[Working data — start]

//! Quicksort
//!
//! Lomuto partitioning around the last element of the range. Ranges are
//! half-open and kept on an explicit stack. After a pivot lands, the smaller
//! side is pushed as a fresh range and the current frame shrinks to the larger
//! side, so the stack stays logarithmic even though the step count can be
//! quadratic on adversarial input.

use super::{Progress, Step, StepProducer};
use crate::buffer::{Order, WorkingBuffer};

#[derive(Debug, Clone, Copy, PartialEq, Eq)]
struct Range {
    start: usize,
    end: usize,
    /// Set until the range is first resumed; only fresh ranges report `Trivial`
    fresh: bool,
}

impl Range {
    fn new(start: usize, end: usize) -> Self {
        Range {
            start,
            end,
            fresh: true,
        }
    }

    fn len(&self) -> usize {
        self.end - self.start
    }
}

/// Lomuto partition in progress over `[start, end)` with the pivot at `end - 1`
#[derive(Debug, Clone)]
struct Partition {
    end: usize,
    /// Boundary of the pivot side: `[start, store)` holds elements not after the pivot
    store: usize,
    /// Next element to examine
    scan: usize,
}

impl Partition {
    fn new(start: usize, end: usize) -> Self {
        Partition {
            end,
            store: start,
            scan: start,
        }
    }

    fn advance(&mut self, buffer: &mut WorkingBuffer, order: Order) -> Step {
        let pivot_index = self.end - 1;
        let pivot = buffer.get(pivot_index);

        while self.scan < pivot_index {
            let j = self.scan;
            self.scan += 1;
            if order.in_order(buffer.get(j), pivot) {
                let i = self.store;
                self.store += 1;
                buffer.swap(i, j);
                return Step::Probe { a: i, b: j };
            }
        }

        buffer.swap(self.store, pivot_index);
        Step::PivotPlaced {
            index: self.store,
            from: pivot_index,
        }
    }
}

#[derive(Debug, Clone)]
pub struct QuickSort {
    order: Order,
    stack: Vec<Range>,
    partition: Option<Partition>,
}

impl QuickSort {
    pub fn new(len: usize, order: Order) -> Self {
        QuickSort {
            order,
            stack: vec![Range::new(0, len)],
            partition: None,
        }
    }

    /// Recurse into the smaller side of `pivot` and keep the larger one as
    /// the current frame.
    fn descend(&mut self, pivot: usize) {
        let Some(current) = self.stack.last_mut() else {
            return;
        };

        let left = (current.start, pivot);
        let right = (pivot + 1, current.end);
        let smaller = if left.1 - left.0 < right.1 - right.0 {
            current.start = right.0;
            left
        } else {
            current.end = left.1;
            right
        };

        self.stack.push(Range::new(smaller.0, smaller.1));
    }
}

impl StepProducer for QuickSort {
    fn advance(&mut self, buffer: &mut WorkingBuffer) -> Progress {
        loop {
            if let Some(partition) = self.partition.as_mut() {
                let step = partition.advance(buffer, self.order);
                if let Step::PivotPlaced { index, .. } = step {
                    self.partition = None;
                    self.descend(index);
                }
                return Progress::Progressed(step);
            }

            let Some(range) = self.stack.last_mut() else {
                return Progress::Completed;
            };

            let fresh = std::mem::replace(&mut range.fresh, false);
            if range.len() < 2 {
                self.stack.pop();
                if fresh {
                    return Progress::Progressed(Step::Trivial);
                }
                continue;
            }

            self.partition = Some(Partition::new(range.start, range.end));
        }
    }
}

[Working data — finish]

> Exercise directions
After reading through the records, retype all of them exactly.

> Exercise answer
//! Quicksort
//!
//! Lomuto partitioning around the last element of the range. Ranges are
//! half-open and kept on an explicit stack. After a pivot lands, the smaller
//! side is pushed as a fresh range and the current frame shrinks to the larger
//! side, so the stack stays logarithmic even though the step count can be
//! quadratic on adversarial input.

use super::{Progress, Step, StepProducer};
use crate::buffer::{Order, WorkingBuffer};

#[derive(Debug, Clone, Copy, PartialEq, Eq)]
struct Range {
    start: usize,
    end: usize,
    /// Set until the range is first resumed; only fresh ranges report `Trivial`
    fresh: bool,
}

impl Range {
    fn new(start: usize, end: usize) -> Self {
        Range {
            start,
            end,
            fresh: true,
        }
    }

    fn len(&self) -> usize {
        self.end - self.start
    }
}

/// Lomuto partition in progress over `[start, end)` with the pivot at `end - 1`
#[derive(Debug, Clone)]
struct Partition {
    end: usize,
    /// Boundary of the pivot side: `[start, store)` holds elements not after the pivot
    store: usize,
    /// Next element to examine
    scan: usize,
}

impl Partition {
    fn new(start: usize, end: usize) -> Self {
        Partition {
            end,
            store: start,
            scan: start,
        }
    }

    fn advance(&mut self, buffer: &mut WorkingBuffer, order: Order) -> Step {
        let pivot_index = self.end - 1;
        let pivot = buffer.get(pivot_index);

        while self.scan < pivot_index {
            let j = self.scan;
            self.scan += 1;
            if order.in_order(buffer.get(j), pivot) {
                let i = self.store;
                self.store += 1;
                buffer.swap(i, j);
                return Step::Probe { a: i, b: j };
            }
        }

        buffer.swap(self.store, pivot_index);
        Step::PivotPlaced {
            index: self.store,
            from: pivot_index,
        }
    }
}

#[derive(Debug, Clone)]
pub struct QuickSort {
    order: Order,
    stack: Vec<Range>,
    partition: Option<Partition>,
}

impl QuickSort {
    pub fn new(len: usize, order: Order) -> Self {
        QuickSort {
            order,
            stack: vec![Range::new(0, len)],
            partition: None,
        }
    }

    /// Recurse into the smaller side of `pivot` and keep the larger one as
    /// the current frame.
    fn descend(&mut self, pivot: usize) {
        let Some(current) = self.stack.last_mut() else {
            return;
        };

        let left = (current.start, pivot);
        let right = (pivot + 1, current.end);
        let smaller = if left.1 - left.0 < right.1 - right.0 {
            current.start = right.0;
            left
        } else {
            current.end = left.1;
            right
        };

        self.stack.push(Range::new(smaller.0, smaller.1));
    }
}

impl StepProducer for QuickSort {
    fn advance(&mut self, buffer: &mut WorkingBuffer) -> Progress {
        loop {
            if let Some(partition) = self.partition.as_mut() {
                let step = partition.advance(buffer, self.order);
                if let Step::PivotPlaced { index, .. } = step {
                    self.partition = None;
                    self.descend(index);
                }
                return Progress::Progressed(step);
            }

            let Some(range) = self.stack.last_mut() else {
                return Progress::Completed;
            };

            let fresh = std::mem::replace(&mut range.fresh, false);
            if range.len() < 2 {
                self.stack.pop();
                if fresh {
                    return Progress::Progressed(Step::Trivial);
                }
                continue;
            }

            self.partition = Some(Partition::new(range.start, range.end));
        }
    }
}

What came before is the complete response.